WestJet
University of Washington researchers looked at Twitter activity surrounding the rumored hijacking of a WestJet airliner in January. (Via @WestJet Twitter)

You’re not alone if your first reaction is one of skepticism to any sort of “breaking news” on Twitter. The social platform can be rife with speculation and misinformation from a wide variety of feeds.

But the truth is out there, and researchers at the University of Washington have looked more closely at what it takes to keep online rumors in check.

According to a new report in UW Today, research shows that official Twitter accounts such as government agencies, emergency responders, media organizations or companies at the center of a fast-moving story can slow the spread of rumors.

Researchers looked more closely at two rumors which caught fire on Twitter — alleged police raids in a Muslim neighborhood during a December 2014 hostage situation in Sydney, Australia, and the rumored hijacking of a WestJet flight to Mexico in January.

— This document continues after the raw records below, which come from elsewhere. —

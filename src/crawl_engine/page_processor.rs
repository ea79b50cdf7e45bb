//! Single page processing logic
//!
//! Handles the complete lifecycle of one dequeued URL:
//! - Navigation and settling
//! - Snapshot capture to transient local storage
//! - Snapshot upload and page record creation
//! - Assessment and analysis persistence
//!
//! A failing step aborts the remaining steps for this page only. Nothing here
//! returns an error to the crawl loop; faults are logged and reported through
//! [`PageOutcome`].

use log::{debug, info, warn};
use std::fmt;
use std::path::{Path, PathBuf};
use std::sync::Arc;
use std::time::Duration;

use crate::assessment::AssessmentEngine;
use crate::canonical_url::CanonicalUrl;
use crate::page_extractor::PageRenderer;
use crate::persistence::{AuditStore, PageId, ProjectId};
use crate::snapshot_store::SnapshotStore;
use crate::utils::snapshot_key;

/// Step of the page pipeline a fault happened in
#[derive(Debug, Clone, Copy, PartialEq, Eq)]
pub enum PageStage {
    Navigate,
    Capture,
    Upload,
    Record,
    Analyze,
    SaveAnalysis,
}

impl fmt::Display for PageStage {
    fn fmt(&self, f: &mut fmt::Formatter<'_>) -> fmt::Result {
        let name = match self {
            Self::Navigate => "navigate",
            Self::Capture => "capture",
            Self::Upload => "upload",
            Self::Record => "record",
            Self::Analyze => "analyze",
            Self::SaveAnalysis => "save analysis",
        };
        f.write_str(name)
    }
}

/// What happened to one URL
#[derive(Debug, Clone, PartialEq, Eq)]
pub enum PageOutcome {
    /// A page record exists. `analyzed` is false when assessment or its
    /// persistence failed.
    Recorded { page_id: PageId, analyzed: bool },

    /// The page rendered but no record could be created
    Dropped { stage: PageStage, reason: String },

    /// The page never produced a snapshot
    Skipped { stage: PageStage, reason: String },
}

impl PageOutcome {
    /// Whether the renderer still shows this page, so its links can be read
    #[must_use]
    pub fn rendered(&self) -> bool {
        !matches!(self, Self::Skipped { .. })
    }

    #[must_use]
    pub fn is_recorded(&self) -> bool {
        matches!(self, Self::Recorded { .. })
    }

    #[must_use]
    pub fn is_analyzed(&self) -> bool {
        matches!(self, Self::Recorded { analyzed: true, .. })
    }
}

/// Run-scoped collaborators needed to process pages of one project
pub struct PageProcessor {
    project_id: ProjectId,
    store: Arc<dyn AuditStore>,
    snapshots: Arc<dyn SnapshotStore>,
    engine: Arc<dyn AssessmentEngine>,
    storage_dir: PathBuf,
    page_load_timeout: Duration,
}

impl PageProcessor {
    pub fn new(
        project_id: ProjectId,
        store: Arc<dyn AuditStore>,
        snapshots: Arc<dyn SnapshotStore>,
        engine: Arc<dyn AssessmentEngine>,
        storage_dir: impl Into<PathBuf>,
        page_load_timeout: Duration,
    ) -> Self {
        Self {
            project_id,
            store,
            snapshots,
            engine,
            storage_dir: storage_dir.into(),
            page_load_timeout,
        }
    }

    pub fn project_id(&self) -> &ProjectId {
        &self.project_id
    }

    /// Process one URL with the run's renderer.
    pub async fn process(&self, renderer: &mut dyn PageRenderer, url: &CanonicalUrl) -> PageOutcome {
        debug!(target: "ux_audit::crawl", "Processing {url}");

        if let Err(e) = renderer.goto(url.as_str(), self.page_load_timeout).await {
            return skipped(url, PageStage::Navigate, format!("{e:#}"));
        }

        let bytes = match renderer.screenshot().await {
            Ok(bytes) => bytes,
            Err(e) => return skipped(url, PageStage::Capture, format!("{e:#}")),
        };

        let key = snapshot_key(self.project_id.as_str(), url.as_str());
        if let Err(e) = write_transient(&self.storage_dir, &key, &bytes).await {
            return skipped(url, PageStage::Capture, e.to_string());
        }

        let snapshot = match self.snapshots.put(&bytes, &key).await {
            Ok(snapshot) => snapshot,
            Err(e) => return dropped(url, PageStage::Upload, e.to_string()),
        };

        let page = match self
            .store
            .create_page_record(&self.project_id, url, &snapshot)
            .await
        {
            Ok(page) => page,
            Err(e) => return dropped(url, PageStage::Record, e.to_string()),
        };
        info!(target: "ux_audit::crawl", "Recorded {url} as page {}", page.id);

        let analyzed = match self.engine.analyze(&bytes).await {
            Ok(assessment) => match self.store.save_analysis(&page.id, assessment).await {
                Ok(analysis) => {
                    debug!(
                        target: "ux_audit::crawl",
                        "Saved analysis {} for {url} (overall {:?})",
                        analysis.id,
                        analysis.overall_score
                    );
                    true
                }
                Err(e) => {
                    warn_stage(url, PageStage::SaveAnalysis, &e.to_string());
                    false
                }
            },
            Err(e) => {
                warn_stage(url, PageStage::Analyze, &e.to_string());
                false
            }
        };

        PageOutcome::Recorded {
            page_id: page.id,
            analyzed,
        }
    }
}

async fn write_transient(storage_dir: &Path, key: &str, bytes: &[u8]) -> std::io::Result<()> {
    let path = storage_dir.join(key);
    if let Some(parent) = path.parent() {
        tokio::fs::create_dir_all(parent).await?;
    }
    tokio::fs::write(&path, bytes).await
}

fn warn_stage(url: &CanonicalUrl, stage: PageStage, reason: &str) {
    warn!(target: "ux_audit::crawl", "Page {url} failed at {stage}: {reason}");
}

fn skipped(url: &CanonicalUrl, stage: PageStage, reason: String) -> PageOutcome {
    warn_stage(url, stage, &reason);
    PageOutcome::Skipped { stage, reason }
}

fn dropped(url: &CanonicalUrl, stage: PageStage, reason: String) -> PageOutcome {
    warn_stage(url, stage, &reason);
    PageOutcome::Dropped { stage, reason }
}
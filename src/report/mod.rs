//! Report stage collaborators
//!
//! A [`ReportGenerator`] runs after scoring, while the project sits in
//! `generating_report`. [`JsonReportWriter`] writes one JSON document per
//! project with its score, pages and flattened issues.

use anyhow::{Context, Result};
use async_trait::async_trait;
use chrono::{DateTime, Utc};
use log::info;
use serde::Serialize;
use std::path::{Path, PathBuf};
use std::sync::Arc;

use crate::persistence::{
    AuditProject, AuditStore, PageWithAnalysis, ProjectId, ProjectIssue, ProjectResult,
};

/// Produces the deliverable for a scored project
#[async_trait]
pub trait ReportGenerator: Send + Sync {
    async fn generate(&self, project_id: &ProjectId, result: &ProjectResult) -> Result<()>;
}

/// Full report document
#[derive(Debug, Clone, Serialize)]
pub struct AuditReport {
    pub project: AuditProject,
    pub result: ProjectResult,
    pub pages: Vec<PageWithAnalysis>,
    pub issues: Vec<ProjectIssue>,
    pub generated_at: DateTime<Utc>,
}

/// Writes `<dir>/<project_id>.json`
pub struct JsonReportWriter {
    store: Arc<dyn AuditStore>,
    dir: PathBuf,
}

impl JsonReportWriter {
    pub fn new(store: Arc<dyn AuditStore>, dir: impl Into<PathBuf>) -> Self {
        Self {
            store,
            dir: dir.into(),
        }
    }

    #[must_use]
    pub fn report_path(&self, project_id: &ProjectId) -> PathBuf {
        self.dir.join(format!("{project_id}.json"))
    }

    async fn build(&self, project_id: &ProjectId, result: &ProjectResult) -> Result<AuditReport> {
        let project = self.store.get_project(project_id).await?;
        let pages = self.store.read_pages_with_analyses(project_id).await?;
        let issues = self.store.list_project_issues(project_id).await?;

        Ok(AuditReport {
            project,
            result: result.clone(),
            pages,
            issues,
            generated_at: Utc::now(),
        })
    }
}

#[async_trait]
impl ReportGenerator for JsonReportWriter {
    async fn generate(&self, project_id: &ProjectId, result: &ProjectResult) -> Result<()> {
        let report = self
            .build(project_id, result)
            .await
            .with_context(|| format!("Failed to collect report data for project {project_id}"))?;

        let json = serde_json::to_vec_pretty(&report).context("Failed to serialize report")?;
        let path = self.report_path(project_id);
        write_report(&path, &json).await?;

        info!(
            target: "ux_audit::report",
            "Wrote report for project {project_id} ({} pages, {} issues) to {}",
            report.pages.len(),
            report.issues.len(),
            path.display()
        );
        Ok(())
    }
}

async fn write_report(path: &Path, json: &[u8]) -> Result<()> {
    if let Some(parent) = path.parent() {
        tokio::fs::create_dir_all(parent)
            .await
            .with_context(|| format!("Failed to create report directory {}", parent.display()))?;
    }
    tokio::fs::write(path, json)
        .await
        .with_context(|| format!("Failed to write report {}", path.display()))
}
//! Visual assessment engine boundary
//!
//! The engine consumes a page snapshot and returns structured dimension
//! scores plus issues. It may be a hosted model, a local heuristic or a
//! human reviewer; the crawl only depends on [`AssessmentEngine`].

pub mod gemini;
pub mod schema;
pub mod validate;

use async_trait::async_trait;

pub use gemini::{GeminiConfig, GeminiEngine};
pub use schema::{Assessment, Dimension, Issue, Severity};
pub use validate::{derive_scores_from_issues, parse_assessment, validate_assessment};

/// Error types for assessment engine calls
#[derive(Debug, thiserror::Error)]
pub enum AssessmentError {
    /// Engine is not configured (e.g. missing API key)
    #[error("Assessment engine not configured: {0}")]
    MissingCredentials(String),

    /// Request never produced a response (DNS, TLS, timeout)
    #[error("Assessment request failed: {0}")]
    Transport(String),

    /// Engine answered with a non-success status
    #[error("Assessment engine returned HTTP {status}: {body}")]
    Engine { status: u16, body: String },

    /// Engine answered, but not with a usable structured result
    #[error("Malformed assessment response: {0}")]
    Malformed(String),
}

impl From<reqwest::Error> for AssessmentError {
    fn from(err: reqwest::Error) -> Self {
        Self::Transport(err.to_string())
    }
}

/// A visual assessment engine.
///
/// Implementations return either a validated [`Assessment`] or an error;
/// the caller treats every error as "page kept without analysis".
#[async_trait]
pub trait AssessmentEngine: Send + Sync {
    /// Assess one full-page PNG snapshot.
    async fn analyze(&self, snapshot_png: &[u8]) -> Result<Assessment, AssessmentError>;
}
//! Persistence of audit projects, page records and analyses
//!
//! The crawl only talks to [`AuditStore`]. Two backends are provided:
//! [`MemoryAuditStore`] for tests and dry runs, and [`SqliteAuditStore`]
//! for durable runs.

pub mod memory;
pub mod models;
pub mod sqlite;

use async_trait::async_trait;

use crate::assessment::Assessment;
use crate::canonical_url::CanonicalUrl;
use crate::lifecycle::StatusUpdate;
use crate::snapshot_store::SnapshotRef;

pub use memory::MemoryAuditStore;
pub use models::{
    AnalysisId, AuditProject, PageAnalysis, PageId, PageRecord, PageWithAnalysis, ProjectId,
    ProjectIssue, ProjectResult,
};
pub use sqlite::SqliteAuditStore;

/// Result type for storage operations
pub type StorageResult<T> = std::result::Result<T, StorageError>;

/// Errors raised by the persistence layer and the snapshot store
#[derive(Debug, thiserror::Error)]
pub enum StorageError {
    #[error("{kind} not found: {id}")]
    NotFound { kind: &'static str, id: String },

    #[error("Database error: {0}")]
    Database(String),

    #[error("I/O error: {0}")]
    Io(#[from] std::io::Error),

    #[error("Serialization error: {0}")]
    Serialization(#[from] serde_json::Error),
}

impl From<sqlx::Error> for StorageError {
    fn from(err: sqlx::Error) -> Self {
        Self::Database(err.to_string())
    }
}

impl StorageError {
    pub(crate) fn project_not_found(id: &ProjectId) -> Self {
        Self::NotFound {
            kind: "project",
            id: id.to_string(),
        }
    }

    pub(crate) fn page_not_found(id: &PageId) -> Self {
        Self::NotFound {
            kind: "page",
            id: id.to_string(),
        }
    }
}

/// Store for everything an audit run produces.
///
/// Page records come back in creation order. A page may own several
/// analyses; the most recently saved one is its effective analysis.
#[async_trait]
pub trait AuditStore: Send + Sync {
    /// Create a queued project for `seed_url`.
    async fn create_project(&self, seed_url: &str) -> StorageResult<AuditProject>;

    async fn get_project(&self, id: &ProjectId) -> StorageResult<AuditProject>;

    /// Create the record of one successfully snapshotted page.
    async fn create_page_record(
        &self,
        project_id: &ProjectId,
        url: &CanonicalUrl,
        snapshot: &SnapshotRef,
    ) -> StorageResult<PageRecord>;

    /// Store a new analysis for a page. Earlier analyses are left intact.
    async fn save_analysis(
        &self,
        page_id: &PageId,
        assessment: Assessment,
    ) -> StorageResult<PageAnalysis>;

    async fn update_project_status(
        &self,
        id: &ProjectId,
        update: &StatusUpdate,
    ) -> StorageResult<()>;

    async fn update_project_result(
        &self,
        id: &ProjectId,
        result: &ProjectResult,
    ) -> StorageResult<()>;

    /// Every page of the project with its effective analysis.
    async fn read_pages_with_analyses(
        &self,
        project_id: &ProjectId,
    ) -> StorageResult<Vec<PageWithAnalysis>>;

    /// Issues of every effective analysis, tagged with their page URL.
    async fn list_project_issues(&self, project_id: &ProjectId)
    -> StorageResult<Vec<ProjectIssue>>;
}

/// Flatten effective analyses into the project-wide issue list.
pub(crate) fn flatten_issues(pages: Vec<PageWithAnalysis>) -> Vec<ProjectIssue> {
    pages
        .into_iter()
        .filter_map(|entry| {
            let page = entry.page;
            entry.analysis.map(|analysis| (page, analysis))
        })
        .flat_map(|(page, analysis)| {
            analysis.issues.into_iter().map(move |issue| ProjectIssue {
                page_id: page.id.clone(),
                page_url: page.url.clone(),
                issue,
            })
        })
        .collect()
}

In both instances, Twitter users tweeted and retweeted false information before official accounts — Australian Federal Police and WestJet — managed to quash both rumors.

UW Twitter research
(Via UW)

The research team from the Emerging Capacities of Mass Participation (emCOMP) Laboratory in the UW Department of Human Centered-Design & Engineering and the Information School’s DataLab presented their findings in a paper at the Association for Computing Machinery’s Conference for Computer-Supported Cooperative Work and Social Computing  in March.

“Oftentimes in a crisis, the person operating a social media account is not the person who makes operational decisions or who even decides what should be said,” senior author and emComp lab director Kate Starbird said in UW Today’s story. “But that person still needs to be empowered to take action in the moment because if you wait 20 minutes, it may be a very different kind of crisis than if you can stamp out misinformation early on.”

Starbird spoke during the 2015 GeekWire Summit about how information-communication technologies are used during crisis events.

Kate Starbird
UW assistant professor Kate Starbird at the GeekWire Summit in October.

The research, particularly in the case of WestJet, points to the importance of having an official voice on social media, even though some companies may feel it’s a struggle to be heard.

“Being online is really important, even if you don’t want to be,” Starbird told UW Today. “Avoiding social media channels because you don’t want to be confronted with misinformation is a real danger for an organization. You’re essentially opening up a space for information to be spreading without your voice being a part of it.”